Pandemi ini meningkatkan tekanan keuangan pada negara terdampak, untuk menunda alat medis dan menggantinya dengan impor pestisida dan alat pembasmi belalang.
Sementara pemberlaukan lockdown mengyebabkan, orang-orang terbatas untuk bergerak.
Artinya mereka tidak bisa berbuat lebih untuk mengatasi kawanan belalang yang menyebabkan ancaman penduduk Afrika ini.
Bantuan dari negara tetangga juga sulit masuk karena adanya pembatasan lockdown.
Beberapa pakar internasional, telah menentang larangan perjalanan untuk memberantas wabah Locust-19 yang mewabah di Afrika.
Kondisi cuaca juga berkontribusi terhadap bencana, hujan lebat yang menyebabkan lingkungan sempuran untuk kawanan belalang.
Karena belalang padang pasir hanya bisa bertelur di tempat yang lembab.
Setelah badai tersebut, satu meter persegi bisa menampung setidaknya 1.000 telur.
Gerombolan belalang kedua ini, diperkirakan akan mencapai 20 kali lebih besar dari gerombolan yang muncul awal tahun ini.
Ketika bayi belalang lahir, mereka sudah siap untuk melakukan perjalanan ke daerah-daerah dengan tanaman untuk melakukan pemusnahan.

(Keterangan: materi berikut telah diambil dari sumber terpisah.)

#[macro_use]
extern crate criterion;
extern crate libbigint;

use criterion::Criterion;
use libbigint::{multiply, BigInt};

macro_rules! bench_bigint_mul {
    ($($name: ident: $size: expr)*)=> {
        $(
        fn $name(c: &mut Criterion) -> () {
            let u = BigInt::from_digits(&String::from_utf8(vec![b'9'; $size]).unwrap()).unwrap();
            let v = BigInt::from_digits(&String::from_utf8(vec![b'8'; $size]).unwrap()).unwrap();
            c.bench_function(concat!("BigInt_", $size, "_mul"), |b| {
                b.iter(|| multiply(&u, &v))
            });
        }
    )*
    }
}

bench_bigint_mul! {
    size_64: 64
    size_256: 256
    size_1024: 1024
}

criterion_group!(mul_benches, size_64, size_256, size_1024);
criterion_main!(mul_benches);
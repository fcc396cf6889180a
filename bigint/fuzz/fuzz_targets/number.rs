#![no_main]
use libfuzzer_sys::fuzz_target;

use libbigint::BigInt;

fuzz_target!(|input: String| {
    let value = match BigInt::from_digits(&input) {
        Ok(value) => value,
        Err(_) => return,
    };
    let rendered = value.to_string();
    assert_eq!(BigInt::from_digits(&rendered).as_ref(), Ok(&value));
    assert_eq!(&(&value - &value), &BigInt::default());
    assert_eq!(-(-&value), value);
    if let Ok(n) = value.get_value::<i64>() {
        assert_eq!(rendered, n.to_string());
        let n = n as i128;
        assert_eq!(&value * &value, BigInt::from(n * n));
        assert_eq!(&value + &value, BigInt::from(n + n));
    }
});
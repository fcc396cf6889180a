use super::BigInt;
use std::ops;

impl BigInt {
    /// Returns a new value with the opposite sign. Zero negates to zero.
    pub fn negate(&self) -> BigInt {
        BigInt::from_magnitude(!self.sign, self.magnitude.clone())
    }
}

impl ops::Neg for BigInt {
    type Output = BigInt;

    fn neg(self) -> BigInt {
        BigInt::from_magnitude(!self.sign, self.magnitude)
    }
}

impl ops::Neg for &BigInt {
    type Output = BigInt;

    fn neg(self) -> BigInt {
        self.negate()
    }
}
//! Runs queued [Command]s against an accumulated value.

use crate::command::{Command, CommandError};
use crate::errors::BigIntError;
use crate::BigInt;
use rand::Rng;

/// The effect of applying one command.
#[derive(Clone, Debug, PartialEq, Eq)]
pub struct Step {
    pub command: Command,
    pub before: BigInt,
    pub after: BigInt,
}

/// A stack of pending commands and the value they are applied to.
///
/// Commands are executed last-in first-out: the most recently pushed command runs first.
///
/// ```
/// use libbigint::{BigInt, CommandExecutor};
///
/// let mut executor = CommandExecutor::new(BigInt::from(2));
/// executor.push_command("ADD 1").unwrap();
/// executor.push_command("MULTIPLY 10").unwrap();
/// executor.run();
/// assert_eq!(executor.value().to_string(), "21");
/// ```
#[derive(Clone, Debug, Default)]
pub struct CommandExecutor {
    value: BigInt,
    commands: Vec<Command>,
}

impl CommandExecutor {
    pub fn new(initial: BigInt) -> Self {
        Self {
            value: initial,
            commands: Vec::new(),
        }
    }

    /// Parses a command and pushes it. Nothing is pushed if the command is malformed.
    pub fn push_command(&mut self, line: &str) -> Result<(), CommandError> {
        let command = Command::parse(line)?;
        self.push(command);
        Ok(())
    }

    pub fn push(&mut self, command: Command) {
        self.commands.push(command);
    }

    /// Pushes a command with a random operator and a random operand of exactly `digits` digits.
    pub fn push_random_command<R: Rng>(
        &mut self,
        rng: &mut R,
        digits: usize,
    ) -> Result<&Command, BigIntError> {
        let command = Command::random(rng, digits)?;
        self.commands.push(command);
        Ok(&self.commands[self.commands.len() - 1])
    }

    /// Pops and applies the most recently pushed command.
    pub fn step(&mut self) -> Option<Step> {
        let command = self.commands.pop()?;
        let after = command.apply(&self.value);
        let before = std::mem::replace(&mut self.value, after.clone());
        Some(Step {
            command,
            before,
            after,
        })
    }

    /// Applies every pending command, returning the steps in the order they ran.
    pub fn run(&mut self) -> Vec<Step> {
        let mut steps = Vec::with_capacity(self.commands.len());
        while let Some(step) = self.step() {
            steps.push(step);
        }
        steps
    }

    pub fn value(&self) -> &BigInt {
        &self.value
    }

    pub fn pending(&self) -> usize {
        self.commands.len()
    }

    pub fn is_empty(&self) -> bool {
        self.commands.is_empty()
    }
}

Setelah berubah menjadi cokelat dengan corak kuning dan hitam, mereka akan bepergian dalam kelompok besar supaya aman dari predator.
Belalang bisa melakukan perjalanan hingga 90 mil dalam satu hari, ini adalah hal menakutkan bagi petani, karena tidak ada peralatan yang cukup untuk memusnakan kawanan ini.
Imbasnya, tanaman akan mati karena diserang belalang dan menyebabkan kekurangan pangan, hingga berujung pada kelaparan massal.
Hama tersebut menyerang pada awal bulan Mei, diangga sebagai waktu terburuk karena petani harus menunda menanam benih.
PBB menyebut situasi ini sangat mengkhawatikan, menyebabkan jutaan orang berakhir dalam kelaparan.
Jika gerombolan itu tidak segera dikendalikan, kemungkinan mereka akan berkembang 400 kali lebih besar, hingga Juni dan menghancurkan panen tahunan.